Each record that follows must be given again without alteration.

=== Provided data ===

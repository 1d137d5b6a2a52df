//! Post storage and rendering.

use crate::api::{with_conn, ApiError};
use crate::AppState;
use axum::{
    extract::{Extension, Json, Path},
    http::StatusCode,
};
use nsbb_types::Post;
use serde::{Deserialize, Serialize};
use std::sync::Arc;

/// Request body for creating a post.
#[derive(Debug, Deserialize)]
pub struct CreatePostRequest {
    pub username: String,
    pub content: String,
}

/// Request body for a rendering preview.
#[derive(Debug, Deserialize)]
pub struct PreviewRequest {
    pub content: String,
}

#[derive(Debug, Serialize, Deserialize)]
pub struct PreviewResponse {
    pub html: String,
}

/// A post as shown to readers.
#[derive(Debug, Serialize, Deserialize)]
pub struct PostView {
    pub id: i64,
    /// Author username.
    pub author: String,
    /// Rendered post body.
    pub html: String,
    /// Plugin decorations for the author, possibly empty.
    #[serde(rename = "authorInfo")]
    pub author_info: String,
    #[serde(rename = "createdAt")]
    pub created_at: String,
}

/// Handler for `POST /api/posts`.
pub async fn create_post_handler(
    Extension(state): Extension<Arc<AppState>>,
    Json(payload): Json<CreatePostRequest>,
) -> Result<(StatusCode, Json<Post>), ApiError> {
    if payload.content.trim().is_empty() {
        return Err(ApiError::BadRequest("post content is empty".to_string()));
    }

    let post = with_conn(state, move |_, conn| {
        let user = nsbb_db::get_user_by_username(conn, &payload.username)?.ok_or_else(|| {
            ApiError::NotFound(format!("user not found: {}", payload.username))
        })?;
        let post = nsbb_db::create_post(conn, user.id, &payload.content)?;
        tracing::debug!(post_id = post.id, user_id = user.id, "created post");
        Ok(post)
    })
    .await?;

    Ok((StatusCode::CREATED, Json(post)))
}

/// Handler for `GET /api/posts/{id}`.
pub async fn get_post_handler(
    Extension(state): Extension<Arc<AppState>>,
    Path(id): Path<i64>,
) -> Result<Json<PostView>, ApiError> {
    let view = with_conn(state, move |state, conn| {
        let post = nsbb_db::get_post(conn, id)?;
        let author = nsbb_db::get_user(conn, post.user_id)?;
        let author_info = state.plugins.author_info(conn, &author, &post)?;
        Ok(PostView {
            id: post.id,
            author: author.username,
            html: state.renderer.render(&post.content),
            author_info,
            created_at: post.created_at,
        })
    })
    .await?;
    Ok(Json(view))
}

/// Handler for `POST /api/posts/preview`.
pub async fn preview_handler(
    Extension(state): Extension<Arc<AppState>>,
    Json(payload): Json<PreviewRequest>,
) -> Result<Json<PreviewResponse>, ApiError> {
    let html = tokio::task::spawn_blocking(move || state.renderer.render(&payload.content))
        .await
        .map_err(|e| ApiError::InternalServerError(format!("task join error: {}", e)))?;
    Ok(Json(PreviewResponse { html }))
}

===

Task solution:
repository 1d137d5b6a2a52df
//! Post storage and rendering.

use crate::api::{with_conn, ApiError};
use crate::AppState;
use axum::{
    extract::{Extension, Json, Path},
    http::StatusCode,
};
use nsbb_types::Post;
use serde::{Deserialize, Serialize};
use std::sync::Arc;

/// Request body for creating a post.
#[derive(Debug, Deserialize)]
pub struct CreatePostRequest {
    pub username: String,
    pub content: String,
}

/// Request body for a rendering preview.
#[derive(Debug, Deserialize)]
pub struct PreviewRequest {
    pub content: String,
}

#[derive(Debug, Serialize, Deserialize)]
pub struct PreviewResponse {
    pub html: String,
}

/// A post as shown to readers.
#[derive(Debug, Serialize, Deserialize)]
pub struct PostView {
    pub id: i64,
    /// Author username.
    pub author: String,
    /// Rendered post body.
    pub html: String,
    /// Plugin decorations for the author, possibly empty.
    #[serde(rename = "authorInfo")]
    pub author_info: String,
    #[serde(rename = "createdAt")]
    pub created_at: String,
}

/// Handler for `POST /api/posts`.
pub async fn create_post_handler(
    Extension(state): Extension<Arc<AppState>>,
    Json(payload): Json<CreatePostRequest>,
) -> Result<(StatusCode, Json<Post>), ApiError> {
    if payload.content.trim().is_empty() {
        return Err(ApiError::BadRequest("post content is empty".to_string()));
    }

    let post = with_conn(state, move |_, conn| {
        let user = nsbb_db::get_user_by_username(conn, &payload.username)?.ok_or_else(|| {
            ApiError::NotFound(format!("user not found: {}", payload.username))
        })?;
        let post = nsbb_db::create_post(conn, user.id, &payload.content)?;
        tracing::debug!(post_id = post.id, user_id = user.id, "created post");
        Ok(post)
    })
    .await?;

    Ok((StatusCode::CREATED, Json(post)))
}

/// Handler for `GET /api/posts/{id}`.
pub async fn get_post_handler(
    Extension(state): Extension<Arc<AppState>>,
    Path(id): Path<i64>,
) -> Result<Json<PostView>, ApiError> {
    let view = with_conn(state, move |state, conn| {
        let post = nsbb_db::get_post(conn, id)?;
        let author = nsbb_db::get_user(conn, post.user_id)?;
        let author_info = state.plugins.author_info(conn, &author, &post)?;
        Ok(PostView {
            id: post.id,
            author: author.username,
            html: state.renderer.render(&post.content),
            author_info,
            created_at: post.created_at,
        })
    })
    .await?;
    Ok(Json(view))
}

/// Handler for `POST /api/posts/preview`.
pub async fn preview_handler(
    Extension(state): Extension<Arc<AppState>>,
    Json(payload): Json<PreviewRequest>,
) -> Result<Json<PreviewResponse>, ApiError> {
    let html = tokio::task::spawn_blocking(move || state.renderer.render(&payload.content))
        .await
        .map_err(|e| ApiError::InternalServerError(format!("task join error: {}", e)))?;
    Ok(Json(PreviewResponse { html }))
}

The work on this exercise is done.